Your assignment:
The word "NamedArguments": say how many lines of the data below contain it, and give the number alone.

Material provided:
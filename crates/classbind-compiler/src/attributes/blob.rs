//! Custom-attribute blob codec.
//!
//! A blob is laid out as:
//!
//! ```text
//! 01 00                      prolog
//! tag value                  per positional argument
//! 1D tag count:u32 values    per array argument; count FFFFFFFF is null
//! 00 00                      named-argument count
//! ```
//!
//! Integers and floats are little-endian. Strings and type names are an
//! ECMA-335 compressed length followed by UTF-8 bytes, or the single byte
//! `FF` for null. Array elements are written without their tag.

use classbind_core::ConstValue;
use num_enum::{IntoPrimitive, TryFromPrimitive};
use ordered_float::OrderedFloat;
use thiserror::Error;

/// First two bytes of every blob.
pub const PROLOG: u16 = 0x0001;

const NULL_STRING: u8 = 0xFF;
const NULL_ARRAY: u32 = 0xFFFF_FFFF;

/// ECMA-335 element type tags used in attribute blobs.
#[derive(Debug, Clone, Copy, PartialEq, Eq, Hash, IntoPrimitive, TryFromPrimitive)]
#[repr(u8)]
pub enum ElementType {
    Boolean = 0x02,
    Char = 0x03,
    I1 = 0x04,
    U1 = 0x05,
    I2 = 0x06,
    U2 = 0x07,
    I4 = 0x08,
    U4 = 0x09,
    I8 = 0x0A,
    U8 = 0x0B,
    R4 = 0x0C,
    R8 = 0x0D,
    String = 0x0E,
    SzArray = 0x1D,
    Type = 0x50,
}

/// How one positional argument is written.
#[derive(Debug, Clone, Copy, PartialEq, Eq, Hash)]
pub enum Shape {
    Scalar(ElementType),
    /// Single-dimension array of scalars.
    Array(ElementType),
}

#[derive(Debug, Clone, PartialEq, Eq, Error)]
pub enum BlobError {
    #[error("value {value} cannot be written as {tag:?}")]
    Mismatch { tag: ElementType, value: String },

    #[error("arrays of arrays cannot be encoded")]
    NestedArray,

    #[error("string of {0} bytes is too long to encode")]
    TooLong(usize),

    #[error("blob ends early at offset {0}")]
    UnexpectedEnd(usize),

    #[error("bad prolog {0:#06x}")]
    BadProlog(u16),

    #[error("unknown element tag {tag:#04x} at offset {offset}")]
    UnknownTag { tag: u8, offset: usize },

    #[error("string at offset {0} is not valid UTF-8")]
    InvalidUtf8(usize),

    #[error("{0} named arguments are not supported")]
    NamedArguments(u16),
}

/// The blob for an attribute constructed without arguments.
pub fn empty() -> Vec<u8> {
    let mut out = PROLOG.to_le_bytes().to_vec();
    out.extend(0u16.to_le_bytes());
    out
}

// ============================================================================
// Encoding
// ============================================================================

/// Encode positional arguments, each with the shape of the constructor
/// parameter it binds to.
pub fn encode(args: &[(Shape, ConstValue)]) -> Result<Vec<u8>, BlobError> {
    let mut out = PROLOG.to_le_bytes().to_vec();
    for (shape, value) in args {
        match *shape {
            Shape::Scalar(ElementType::SzArray) | Shape::Array(ElementType::SzArray) => {
                return Err(BlobError::NestedArray);
            }
            Shape::Scalar(tag) => {
                out.push(tag.into());
                write_value(&mut out, tag, value)?;
            }
            Shape::Array(element) => {
                out.push(ElementType::SzArray.into());
                out.push(element.into());
                write_array(&mut out, element, value)?;
            }
        }
    }
    out.extend(0u16.to_le_bytes());
    Ok(out)
}

fn write_array(out: &mut Vec<u8>, element: ElementType, value: &ConstValue) -> Result<(), BlobError> {
    match value {
        ConstValue::Null => out.extend(NULL_ARRAY.to_le_bytes()),
        ConstValue::Array(items) => {
            let count = u32::try_from(items.len()).map_err(|_| BlobError::TooLong(items.len()))?;
            out.extend(count.to_le_bytes());
            for item in items {
                write_value(out, element, item)?;
            }
        }
        other => {
            return Err(BlobError::Mismatch {
                tag: ElementType::SzArray,
                value: other.to_string(),
            });
        }
    }
    Ok(())
}

fn write_value(out: &mut Vec<u8>, tag: ElementType, value: &ConstValue) -> Result<(), BlobError> {
    match (tag, value) {
        (ElementType::Boolean, ConstValue::Bool(v)) => out.push(u8::from(*v)),
        (ElementType::Char, ConstValue::Char(v)) => out.extend(v.to_le_bytes()),
        (ElementType::I1, ConstValue::Int8(v)) => out.extend(v.to_le_bytes()),
        (ElementType::U1, ConstValue::UInt8(v)) => out.push(*v),
        (ElementType::I2, ConstValue::Int16(v)) => out.extend(v.to_le_bytes()),
        (ElementType::U2, ConstValue::UInt16(v)) => out.extend(v.to_le_bytes()),
        (ElementType::I4, ConstValue::Int32(v)) => out.extend(v.to_le_bytes()),
        (ElementType::U4, ConstValue::UInt32(v)) => out.extend(v.to_le_bytes()),
        (ElementType::I8, ConstValue::Int64(v)) => out.extend(v.to_le_bytes()),
        (ElementType::U8, ConstValue::UInt64(v)) => out.extend(v.to_le_bytes()),
        (ElementType::R4, ConstValue::Float32(v)) => out.extend(v.0.to_le_bytes()),
        (ElementType::R8, ConstValue::Float64(v)) => out.extend(v.0.to_le_bytes()),
        (ElementType::String, ConstValue::String(s)) | (ElementType::Type, ConstValue::Type(s)) => {
            write_compressed(out, s.len())?;
            out.extend(s.as_bytes());
        }
        (ElementType::String | ElementType::Type, ConstValue::Null) => out.push(NULL_STRING),
        (tag, value) => {
            return Err(BlobError::Mismatch {
                tag,
                value: value.to_string(),
            });
        }
    }
    Ok(())
}

/// ECMA-335 II.23.2 compressed unsigned integer, big-endian.
fn write_compressed(out: &mut Vec<u8>, len: usize) -> Result<(), BlobError> {
    match len {
        0..=0x7F => out.push(len as u8),
        0x80..=0x3FFF => out.extend((len as u16 | 0x8000).to_be_bytes()),
        0x4000..=0x1FFF_FFFF => out.extend((len as u32 | 0xC000_0000).to_be_bytes()),
        _ => return Err(BlobError::TooLong(len)),
    }
    Ok(())
}

// ============================================================================
// Decoding
// ============================================================================

/// Read the positional arguments back out of a blob.
pub fn decode(bytes: &[u8]) -> Result<Vec<ConstValue>, BlobError> {
    let mut reader = Reader { bytes, pos: 0 };
    let prolog = reader.u16()?;
    if prolog != PROLOG {
        return Err(BlobError::BadProlog(prolog));
    }

    let mut values = Vec::new();
    while reader.remaining() > 2 {
        let tag = reader.tag()?;
        let value = if tag == ElementType::SzArray {
            let element = reader.tag()?;
            if element == ElementType::SzArray {
                return Err(BlobError::NestedArray);
            }
            match reader.u32()? {
                NULL_ARRAY => ConstValue::Null,
                count => {
                    let items = (0..count)
                        .map(|_| reader.value(element))
                        .collect::<Result<Vec<_>, _>>()?;
                    ConstValue::Array(items)
                }
            }
        } else {
            reader.value(tag)?
        };
        values.push(value);
    }

    match reader.u16()? {
        0 => Ok(values),
        named => Err(BlobError::NamedArguments(named)),
    }
}

struct Reader<'b> {
    bytes: &'b [u8],
    pos: usize,
}

impl<'b> Reader<'b> {
    fn remaining(&self) -> usize {
        self.bytes.len() - self.pos
    }

    fn take<const N: usize>(&mut self) -> Result<[u8; N], BlobError> {
        let end = self.pos + N;
        let slice = self
            .bytes
            .get(self.pos..end)
            .ok_or(BlobError::UnexpectedEnd(self.pos))?;
        let mut out = [0u8; N];
        out.copy_from_slice(slice);
        self.pos = end;
        Ok(out)
    }

    fn u8(&mut self) -> Result<u8, BlobError> {
        Ok(self.take::<1>()?[0])
    }

    fn u16(&mut self) -> Result<u16, BlobError> {
        Ok(u16::from_le_bytes(self.take()?))
    }

    fn u32(&mut self) -> Result<u32, BlobError> {
        Ok(u32::from_le_bytes(self.take()?))
    }

    fn tag(&mut self) -> Result<ElementType, BlobError> {
        let offset = self.pos;
        let tag = self.u8()?;
        ElementType::try_from(tag).map_err(|_| BlobError::UnknownTag { tag, offset })
    }

    fn value(&mut self, tag: ElementType) -> Result<ConstValue, BlobError> {
        Ok(match tag {
            ElementType::Boolean => ConstValue::Bool(self.u8()? != 0),
            ElementType::Char => ConstValue::Char(u16::from_le_bytes(self.take()?)),
            ElementType::I1 => ConstValue::Int8(i8::from_le_bytes(self.take()?)),
            ElementType::U1 => ConstValue::UInt8(self.u8()?),
            ElementType::I2 => ConstValue::Int16(i16::from_le_bytes(self.take()?)),
            ElementType::U2 => ConstValue::UInt16(u16::from_le_bytes(self.take()?)),
            ElementType::I4 => ConstValue::Int32(i32::from_le_bytes(self.take()?)),
            ElementType::U4 => ConstValue::UInt32(u32::from_le_bytes(self.take()?)),
            ElementType::I8 => ConstValue::Int64(i64::from_le_bytes(self.take()?)),
            ElementType::U8 => ConstValue::UInt64(u64::from_le_bytes(self.take()?)),
            ElementType::R4 => ConstValue::Float32(OrderedFloat(f32::from_le_bytes(self.take()?))),
            ElementType::R8 => ConstValue::Float64(OrderedFloat(f64::from_le_bytes(self.take()?))),
            ElementType::String => self.string()?.map_or(ConstValue::Null, ConstValue::String),
            ElementType::Type => self.string()?.map_or(ConstValue::Null, ConstValue::Type),
            ElementType::SzArray => return Err(BlobError::NestedArray),
        })
    }

    /// A serialized string; `None` for the null marker.
    fn string(&mut self) -> Result<Option<String>, BlobError> {
        let offset = self.pos;
        let first = self.u8()?;
        if first == NULL_STRING {
            return Ok(None);
        }
        let len = if first & 0x80 == 0 {
            first as usize
        } else if first & 0xC0 == 0x80 {
            ((first as usize & 0x3F) << 8) | self.u8()? as usize
        } else {
            let [b1, b2, b3] = self.take::<3>()?;
            ((first as usize & 0x1F) << 24) | (b1 as usize) << 16 | (b2 as usize) << 8 | b3 as usize
        };

        let end = self.pos + len;
        let bytes = self
            .bytes
            .get(self.pos..end)
            .ok_or(BlobError::UnexpectedEnd(self.pos))?;
        let s = std::str::from_utf8(bytes).map_err(|_| BlobError::InvalidUtf8(offset))?;
        self.pos = end;
        Ok(Some(s.to_string()))
    }
}
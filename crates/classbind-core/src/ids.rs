//! Arena indices for entities owned by the class graph.

use std::fmt;

/// Index of a [`ClassEntry`](crate::ClassEntry) in the class graph.
#[derive(Clone, Copy, PartialEq, Eq, Hash, PartialOrd, Ord)]
pub struct ClassId(pub u32);

/// Index of a [`MemberEntry`](crate::MemberEntry) in the class graph.
#[derive(Clone, Copy, PartialEq, Eq, Hash, PartialOrd, Ord)]
pub struct MemberId(pub u32);

impl ClassId {
    #[inline]
    pub fn index(self) -> usize {
        self.0 as usize
    }
}

impl MemberId {
    #[inline]
    pub fn index(self) -> usize {
        self.0 as usize
    }
}

impl fmt::Debug for ClassId {
    fn fmt(&self, f: &mut fmt::Formatter<'_>) -> fmt::Result {
        write!(f, "class#{}", self.0)
    }
}

impl fmt::Debug for MemberId {
    fn fmt(&self, f: &mut fmt::Formatter<'_>) -> fmt::Result {
        write!(f, "member#{}", self.0)
    }
}

/// A metadata item that attributes can be attached to.
#[derive(Debug, Clone, Copy, PartialEq, Eq, Hash)]
pub enum ProgramItem {
    /// The assembly being compiled.
    Assembly,
    /// The module being compiled.
    Module,
    /// A class, struct, interface, enum or delegate.
    Class(ClassId),
    /// A field, method, property or event.
    Member(MemberId),
    /// A method parameter. Index 0 is the return value pseudo-parameter.
    Parameter { method: MemberId, index: u16 },
}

Your solution:
2